# Material provided

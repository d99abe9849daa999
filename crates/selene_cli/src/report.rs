//! Plain-text report.

use std::io::Write;

use anyhow::Result;
use chrono::NaiveDateTime;
use selene_geocode::GeoCoordinates;
use selene_search::RiseSetResult;
use selene_time::Epoch;

use crate::banner::BANNER;
use crate::config::{RunConfig, Zone};
use crate::observation::{CelestialObservation, KernelObservation};

const STAMP: &str = "%Y-%m-%d %H:%M";

/// Degrees as `D:MM:SS.s`, rounded to a tenth of an arcsecond.
pub fn sexagesimal(deg: f64) -> String {
    let sign = if deg < 0.0 { "-" } else { "" };
    let tenths = (deg.abs() * 36_000.0).round() as u64;
    let d = tenths / 36_000;
    let m = (tenths / 600) % 60;
    let s = (tenths % 600) as f64 / 10.0;
    format!("{sign}{d}:{m:02}:{s:04.1}")
}

fn local_stamp(epoch: Epoch, zone: &Zone) -> Result<String> {
    Ok(zone.localize(epoch.to_datetime()?).format(STAMP).to_string())
}

fn event_stamp(result: &RiseSetResult, zone: &Zone) -> Result<String> {
    match result {
        RiseSetResult::Event { epoch, .. } => local_stamp(*epoch, zone),
        RiseSetResult::NeverRises => Ok("never rises".to_owned()),
        RiseSetResult::NeverSets => Ok("never sets".to_owned()),
    }
}

/// Banner, optional configuration echo and the request timestamp.
pub fn write_header<W: Write>(out: &mut W, config: &RunConfig, local: NaiveDateTime) -> Result<()> {
    write!(out, "{BANNER}")?;
    if config.debug {
        writeln!(out, "args: {config:?}")?;
    }
    writeln!(out, "{}", local.format("%Y-%m-%d %H:%M:%S"))?;
    Ok(())
}

pub fn write_place<W: Write>(out: &mut W, place: &GeoCoordinates) -> Result<()> {
    writeln!(out, "{}", place.address)?;
    writeln!(out, "({}, {})", place.latitude, place.longitude)?;
    writeln!(out)?;
    Ok(())
}

pub fn write_analytic<W: Write>(out: &mut W, obs: &CelestialObservation, zone: &Zone) -> Result<()> {
    let moon = &obs.moon;
    writeln!(
        out,
        "Moon:  {} {}",
        sexagesimal(moon.position.altitude_degrees),
        sexagesimal(moon.position.azimuth_degrees)
    )?;
    writeln!(
        out,
        "moon azimuth / altitude {:.1} {:.1}",
        moon.position.azimuth_degrees, moon.position.altitude_degrees
    )?;
    writeln!(out, "moon illumination {:.1}", moon.illumination_percent)?;
    writeln!(
        out,
        "next moon rise / full moon {} {}",
        event_stamp(&moon.next_rise, zone)?,
        local_stamp(moon.next_full_moon, zone)?
    )?;
    writeln!(out, "phase:  {}", moon.phase_name)?;
    writeln!(out)?;

    let sun = &obs.sun;
    writeln!(
        out,
        "Sun:  {} {}",
        sexagesimal(sun.position.altitude_degrees),
        sexagesimal(sun.position.azimuth_degrees)
    )?;
    writeln!(
        out,
        "{} {}",
        event_stamp(&sun.previous_rise, zone)?,
        event_stamp(&sun.next_set, zone)?
    )?;
    writeln!(
        out,
        "sun  azimuth / altitude {:.1} {:.1}",
        sun.position.azimuth_degrees, sun.position.altitude_degrees
    )?;
    writeln!(out)?;
    Ok(())
}

pub fn write_kernel<W: Write>(out: &mut W, obs: &KernelObservation) -> Result<()> {
    writeln!(out, "separation {:.4} deg", obs.separation_degrees)?;
    for (label, body) in [("Moon: ", &obs.moon), ("Sun:  ", &obs.sun)] {
        writeln!(
            out,
            "{label} alt {:.4} deg, az {:.4} deg, {:.6} au",
            body.position.altitude_degrees, body.position.azimuth_degrees, body.distance_au
        )?;
    }
    Ok(())
}
//! Lunar phase angle and illuminated fraction (Meeus ch. 48).

use crate::ApparentPlace;

/// Phase angle `i` of the Moon, degrees in [0, 180].
///
/// `cos ψ` is the geocentric Sun-Moon elongation and
/// `tan i = R sin ψ / (Δ − R cos ψ)`.
pub fn phase_angle_deg(moon: &ApparentPlace, sun: &ApparentPlace) -> f64 {
    let (a0, d0) = (sun.ra_deg.to_radians(), sun.dec_deg.to_radians());
    let (a, d) = (moon.ra_deg.to_radians(), moon.dec_deg.to_radians());
    let cos_psi = (d0.sin() * d.sin() + d0.cos() * d.cos() * (a0 - a).cos()).clamp(-1.0, 1.0);
    let psi = cos_psi.acos();

    let r = sun.distance_km;
    let delta = moon.distance_km;
    (r * psi.sin()).atan2(delta - r * cos_psi).to_degrees()
}

/// Illuminated fraction `k = (1 + cos i) / 2`, in [0, 1].
pub fn illuminated_fraction(moon: &ApparentPlace, sun: &ApparentPlace) -> f64 {
    (1.0 + phase_angle_deg(moon, sun).to_radians().cos()) / 2.0
}

#[cfg(test)]
mod tests {
    use super::*;

    fn place(ra_deg: f64, dec_deg: f64, distance_km: f64) -> ApparentPlace {
        ApparentPlace {
            ra_deg,
            dec_deg,
            ecl_lon_deg: 0.0,
            ecl_lat_deg: 0.0,
            distance_km,
        }
    }

    #[test]
    fn meeus_example_48a() {
        // 1992 Apr 12 0h TD: k = 0.6786
        let moon = place(134.688470, 13.768368, 368_410.0);
        let sun = place(20.6579, 8.6964, 149_971_520.0);
        let k = illuminated_fraction(&moon, &sun);
        assert!((k - 0.6786).abs() < 1e-3, "k = {k}");
        let i = phase_angle_deg(&moon, &sun);
        assert!((i - 69.0756).abs() < 0.05, "i = {i}");
    }

    #[test]
    fn conjunction_is_dark_and_opposition_full() {
        let sun = place(10.0, 5.0, 1.5e8);
        assert!(illuminated_fraction(&place(10.0, 5.0, 384_000.0), &sun) < 1e-9);
        let full = illuminated_fraction(&place(190.0, -5.0, 384_000.0), &sun);
        assert!(full > 1.0 - 1e-9, "k = {full}");
    }
}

# Prompt
Print the lines above from the one with "let (a0, d0)" through the one with "assert!((i - 69.0756).abs()", both included, exactly as written and nothing more.

# Exercise answer
    let (a0, d0) = (sun.ra_deg.to_radians(), sun.dec_deg.to_radians());
    let (a, d) = (moon.ra_deg.to_radians(), moon.dec_deg.to_radians());
    let cos_psi = (d0.sin() * d.sin() + d0.cos() * d.cos() * (a0 - a).cos()).clamp(-1.0, 1.0);
    let psi = cos_psi.acos();

    let r = sun.distance_km;
    let delta = moon.distance_km;
    (r * psi.sin()).atan2(delta - r * cos_psi).to_degrees()
}

/// Illuminated fraction `k = (1 + cos i) / 2`, in [0, 1].
pub fn illuminated_fraction(moon: &ApparentPlace, sun: &ApparentPlace) -> f64 {
    (1.0 + phase_angle_deg(moon, sun).to_radians().cos()) / 2.0
}

#[cfg(test)]
mod tests {
    use super::*;

    fn place(ra_deg: f64, dec_deg: f64, distance_km: f64) -> ApparentPlace {
        ApparentPlace {
            ra_deg,
            dec_deg,
            ecl_lon_deg: 0.0,
            ecl_lat_deg: 0.0,
            distance_km,
        }
    }

    #[test]
    fn meeus_example_48a() {
        // 1992 Apr 12 0h TD: k = 0.6786
        let moon = place(134.688470, 13.768368, 368_410.0);
        let sun = place(20.6579, 8.6964, 149_971_520.0);
        let k = illuminated_fraction(&moon, &sun);
        assert!((k - 0.6786).abs() < 1e-3, "k = {k}");
        let i = phase_angle_deg(&moon, &sun);
        assert!((i - 69.0756).abs() < 0.05, "i = {i}");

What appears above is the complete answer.